Philippe PELLETIER Noir et Vert

Publié le par Henri LOURDOU

Philippe PELLETIER Noir et Vert
Philippe PELLETIER
Noir et vert
Anarchie et écologie, une histoire croisée
Le Cavalier Bleu, novembre 2020, 206 p.
Une belle démonstration d'anarcho-stalinisme ?

 

Cet ouvrage d'un auteur présenté comme "professeur de géographie à l'Université Lyon 2, spécialiste du Japon, mais aussi d'Élisée Reclus, géographe anarchiste" (4e de couverture) n'est pas, comme les apparences le laisseraient croire, une simple mise au point universitaire.

Malgré sa grande érudition, abondamment sourcée, il s'agit de l'expression polémique d'un point de vue particulier au sein de la galaxie anarchiste : celui d'un courant organisé au sein de la Fédération Anarchiste (FA), fortement lié à une sensibilité ultra-laïciste et anti-religieuse.

Son objectif principal, loin de travailler à une convergence entre écologie et anarchisme, est de dénoncer l'émergence d'un capitalisme vert, dont les écologistes seraient les agents plus ou moins conscients.

Ainsi, dans l'analyse historique, par ailleurs intéressante, qu'il mène de l'anarchisme (pp 23-37) et de l'écologisme (pp 40-58), les incohérences du premier sont sans arrêt minimisées, tandis que celles du second sont au contraire maximisées. Il ne s'agirait pas de laisser croire que ces deux courants d'idées soient au même niveau !
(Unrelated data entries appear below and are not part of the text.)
//! crates/study_planner_core/src/planning.rs
//!
//! The client side of plan generation: clear upcoming sessions, ask the server
//! for a plan, create its sessions, then reconcile with what the server holds.
//!
//! None of this is transactional. Deletes run one at a time and failures are
//! only counted. Creates are dispatched together; a failed create leaves a
//! local-only session behind.

use std::sync::atomic::{AtomicBool, Ordering};
use std::sync::{Mutex, MutexGuard};

use chrono::NaiveDate;
use futures::future::join_all;
use tracing::{info, warn};
use uuid::Uuid;

use crate::domain::{NewStudySession, StudySession};
use crate::plan::AiGeneratedPlan;
use crate::ports::{PortError, SessionGateway};
use crate::preferences::PlanRequest;
use crate::store::{SessionStore, StoredSession, SyncState};

#[derive(Debug, Clone, Copy, PartialEq, Eq, Default)]
pub struct CleanupReport {
    pub deleted: usize,
    pub failed: usize,
}

impl CleanupReport {
    pub fn summary(&self) -> String {
        format!("{} deleted, {} failed", self.deleted, self.failed)
    }
}

#[derive(Debug, Clone, PartialEq, Default)]
pub struct MaterializeReport {
    pub saved: Vec<StudySession>,
    pub local_only: Vec<StudySession>,
}

#[derive(Debug, Clone, Copy, PartialEq, Eq)]
pub enum NotificationLevel {
    Success,
    Info,
    Warning,
    Error,
}

/// A user-facing message, the equivalent of a toast.
#[derive(Debug, Clone, PartialEq, Eq)]
pub struct Notification {
    pub level: NotificationLevel,
    pub message: String,
    pub hint: Option<String>,
}

impl Notification {
    fn new(level: NotificationLevel, message: impl Into<String>) -> Self {
        Self {
            level,
            message: message.into(),
            hint: None,
        }
    }
}

#[derive(Debug, Clone, PartialEq)]
pub struct GenerationOutcome {
    /// `None` when the server's sessions could not be loaded and nothing was cleared.
    pub cleanup: Option<CleanupReport>,
    pub materialized: MaterializeReport,
    /// False when the final re-fetch failed and the store still holds optimistic state.
    pub reconciled: bool,
    pub notifications: Vec<Notification>,
}

#[derive(Debug, thiserror::Error)]
pub enum PlanGenerationError {
    #[error("A study plan is already being generated")]
    AlreadyRunning,
    #[error("Failed to generate study plan: {source}")]
    Request {
        cleanup: Option<CleanupReport>,
        #[source]
        source: PortError,
    },
}

impl PlanGenerationError {
    /// The error as a toast. A failed request still reports what cleanup did.
    pub fn notification(&self) -> Notification {
        let mut message = self.to_string();
        let hint = error_hint(&message).map(str::to_string);
        if let Self::Request { cleanup, .. } = self {
            match cleanup {
                Some(report) if report.deleted + report.failed > 0 => {
                    message.push_str(&format!(
                        ". Existing sessions were cleared first: {}",
                        report.summary()
                    ));
                }
                Some(_) => {}
                None => message.push_str(". Sessions could not be loaded, so none were cleared"),
            }
        }
        Notification {
            level: NotificationLevel::Error,
            hint,
            message,
        }
    }
}

/// Suggests what the user can do about a failed generation, keyed off the error text.
pub fn error_hint(message: &str) -> Option<&'static str> {
    let m = message.to_lowercase();
    if m.contains("truncated") || m.contains("too long") {
        Some("Try fewer subjects or fewer weeks so the plan fits in one response.")
    } else if m.contains("rate limit") || m.contains("429") {
        Some("The AI service is busy. Wait a minute and try again.")
    } else if m.contains("api key") || m.contains("401") {
        Some("The AI service is not configured correctly on the server.")
    } else if m.contains("timed out") || m.contains("timeout") {
        Some("The AI service took too long to respond. Try again later.")
    } else if m.contains("already being generated") {
        Some("Wait for the current plan to finish generating.")
    } else if m.contains("recover") || m.contains("parse") {
        Some("The AI returned an unexpected format. Try generating again.")
    } else {
        None
    }
}

/// Runs plan generation against a [`SessionGateway`] and keeps a [`SessionStore`] in step.
pub struct PlanGenerator<G> {
    gateway: G,
    store: Mutex<SessionStore>,
    running: AtomicBool,
}

/// Clears the running flag when a generation ends, however it ends.
struct RunningGuard<'a>(&'a AtomicBool);

impl Drop for RunningGuard<'_> {
    fn drop(&mut self) {
        self.0.store(false, Ordering::Release);
    }
}

impl<G: SessionGateway> PlanGenerator<G> {
    pub fn new(gateway: G) -> Self {
        Self {
            gateway,
            store: Mutex::new(SessionStore::new()),
            running: AtomicBool::new(false),
        }
    }

    pub fn gateway(&self) -> &G {
        &self.gateway
    }

    /// A copy of the current local calendar.
    pub fn snapshot(&self) -> Vec<StoredSession> {
        self.store().entries().to_vec()
    }

    /// Replaces local state with the server's session list.
    pub async fn refresh(&self) -> Result<(), PortError> {
        let sessions = self.gateway.list_sessions().await?;
        self.store().reconcile(sessions);
        Ok(())
    }

    /// Deletes every session starting on `today` or later, one request at a time.
    ///
    /// Local-only sessions are dropped without a request and are not counted.
    pub async fn clear_upcoming(&self, today: NaiveDate) -> CleanupReport {
        let upcoming = self.store().from_date(today);
        let mut report = CleanupReport::default();

        for entry in upcoming {
            let id = entry.session.id;
            if entry.sync == SyncState::LocalOnly {
                self.store().remove(id);
                continue;
            }
            match self.gateway.delete_session(id).await {
                Ok(()) => {
                    self.store().remove(id);
                    report.deleted += 1;
                }
                Err(e) => {
                    warn!(session_id = %id, "Failed to delete session: {}", e);
                    report.failed += 1;
                }
            }
        }
        report
    }

    /// Creates every session of `plan` concurrently and records the results locally.
    pub async fn materialize(&self, plan: &AiGeneratedPlan) -> MaterializeReport {
        let drafts: Vec<NewStudySession> = plan.flatten();
        let results = join_all(drafts.iter().map(|d| self.gateway.create_session(d))).await;

        let mut report = MaterializeReport::default();
        let mut store = self.store();
        for (draft, result) in drafts.into_iter().zip(results) {
            match result {
                Ok(saved) => {
                    store.upsert(saved.clone(), SyncState::Synced);
                    report.saved.push(saved);
                }
                Err(e) => {
                    warn!(
                        subject = %draft.subject,
                        "Failed to save session, keeping it locally: {}", e
                    );
                    let local = draft.into_session(Uuid::new_v4());
                    store.upsert(local.clone(), SyncState::LocalOnly);
                    report.local_only.push(local);
                }
            }
        }
        report
    }

    /// The full flow: clear upcoming sessions, request a plan, create it, reconcile.
    pub async fn generate(
        &self,
        request: &PlanRequest,
        today: NaiveDate,
    ) -> Result<GenerationOutcome, PlanGenerationError> {
        if self
            .running
            .compare_exchange(false, true, Ordering::AcqRel, Ordering::Acquire)
            .is_err()
        {
            return Err(PlanGenerationError::AlreadyRunning);
        }
        let _running = RunningGuard(&self.running);

        let mut notifications = Vec::new();

        // Cleanup only runs against a fresh server list; stale local ids are never deleted.
        let cleanup = match self.refresh().await {
            Ok(()) => {
                let report = self.clear_upcoming(today).await;
                info!(
                    deleted = report.deleted,
                    failed = report.failed,
                    "Cleared upcoming sessions"
                );
                if report.deleted + report.failed > 0 {
                    let level = if report.failed > 0 {
                        NotificationLevel::Warning
                    } else {
                        NotificationLevel::Info
                    };
                    notifications.push(Notification::new(
                        level,
                        format!("Cleared existing sessions: {}", report.summary()),
                    ));
                }
                Some(report)
            }
            Err(e) => {
                warn!("Could not load sessions before cleanup, skipping it: {}", e);
                notifications.push(Notification {
                    level: NotificationLevel::Warning,
                    message: "Could not load your sessions; upcoming ones were not cleared."
                        .to_string(),
                    hint: Some("The new plan may overlap sessions on your calendar.".to_string()),
                });
                None
            }
        };

        let plan = self
            .gateway
            .request_plan(request)
            .await
            .map_err(|source| PlanGenerationError::Request { cleanup, source })?;

        let materialized = self.materialize(&plan).await;
        notifications.push(materialize_notification(&materialized));

        let reconciled = match self.refresh().await {
            Ok(()) => true,
            Err(e) => {
                warn!("Could not re-fetch sessions after generation: {}", e);
                notifications.push(Notification::new(
                    NotificationLevel::Warning,
                    "Could not reload your calendar from the server; showing local changes.",
                ));
                false
            }
        };

        Ok(GenerationOutcome {
            cleanup,
            materialized,
            reconciled,
            notifications,
        })
    }

    fn store(&self) -> MutexGuard<'_, SessionStore> {
        // Store updates cannot panic midway; a poisoned lock is still consistent.
        self.store.lock().unwrap_or_else(|poisoned| poisoned.into_inner())
    }
}

fn materialize_notification(report: &MaterializeReport) -> Notification {
    let saved = report.saved.len();
    let local = report.local_only.len();
    if local == 0 {
        Notification::new(
            NotificationLevel::Success,
            format!("Study plan created: {saved} sessions saved"),
        )
    } else {
        Notification {
            level: NotificationLevel::Warning,
            message: format!(
                "Study plan created: {saved} sessions saved to the server, {local} kept on this device only"
            ),
            hint: Some("Sessions kept on this device disappear when you reload.".to_string()),
        }
    }
}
On passera pour l'instant sur les détails (j'y reviendrai dans un Post Scriptum).

Le principal est qu'il conclut son propos par une double profession de foi à peine voilée climatosceptique et anti-vax.
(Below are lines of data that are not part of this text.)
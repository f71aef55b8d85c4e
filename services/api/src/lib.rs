pub mod adapters;
pub mod config;
pub mod error;
pub mod web;

#[cfg(test)]
mod test_support;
Qu'on en juge : "L'état de l'environnement repose sur un bilan scientifique établi par une technocratie de plus en plus arrogante et recadré par un pouvoir économico-politique en fonction de ses intérêts. Alors que le climat est, par exemple, présenté comme une question de vie et de mort, l'enseignement scolaire est à ce sujet est pratiquement inexistant. Simultanément, l'évocation du "développement durable" ou de la "biodiversité" devient un mantra convenu, mais souvent superficiel. Le citoyen est livré en pâture à la surenchère médiatique et au sensationnalisme morbide qui le soumettent à la peur ou à la soumission, tandis que l'écologisme sombre dans l'outrance idéologique." (p 200)

Que faut-il comprendre ?

Que le Giec n'est pas crédible, puisqu'il est nommé par les États, et que donc ses conclusions obéissent aux prescriptions du capitalisme vert en gestation. Et que les écologistes se font les agents de cet agenda caché en sombrant dans "l'outrance idéologique" (ici, on croirait lire le Figaro ou entendre Marine Le Pen ou Emmanuel Macron -pour une fois d'accord).

 

Puis, après avoir affirmé que "la connaissance savante reste un enjeu fondamental", voici ce que nous assène PELLETIER sur "la crise du Covid-19": "D'une part l'argumentaire scientifique a légitimé une gouvernance de la peur au plus grand bénéfice de l'État prompt au caporalisme et à l'infantilisation. D'autre part, les médecins et les experts médicaux ne sont pas d'accord entre eux, malgré la batterie de mesures, de tests, d'expérimentations et rapports effectués dans les hôpitaux ou les laboratoires." (ibid.)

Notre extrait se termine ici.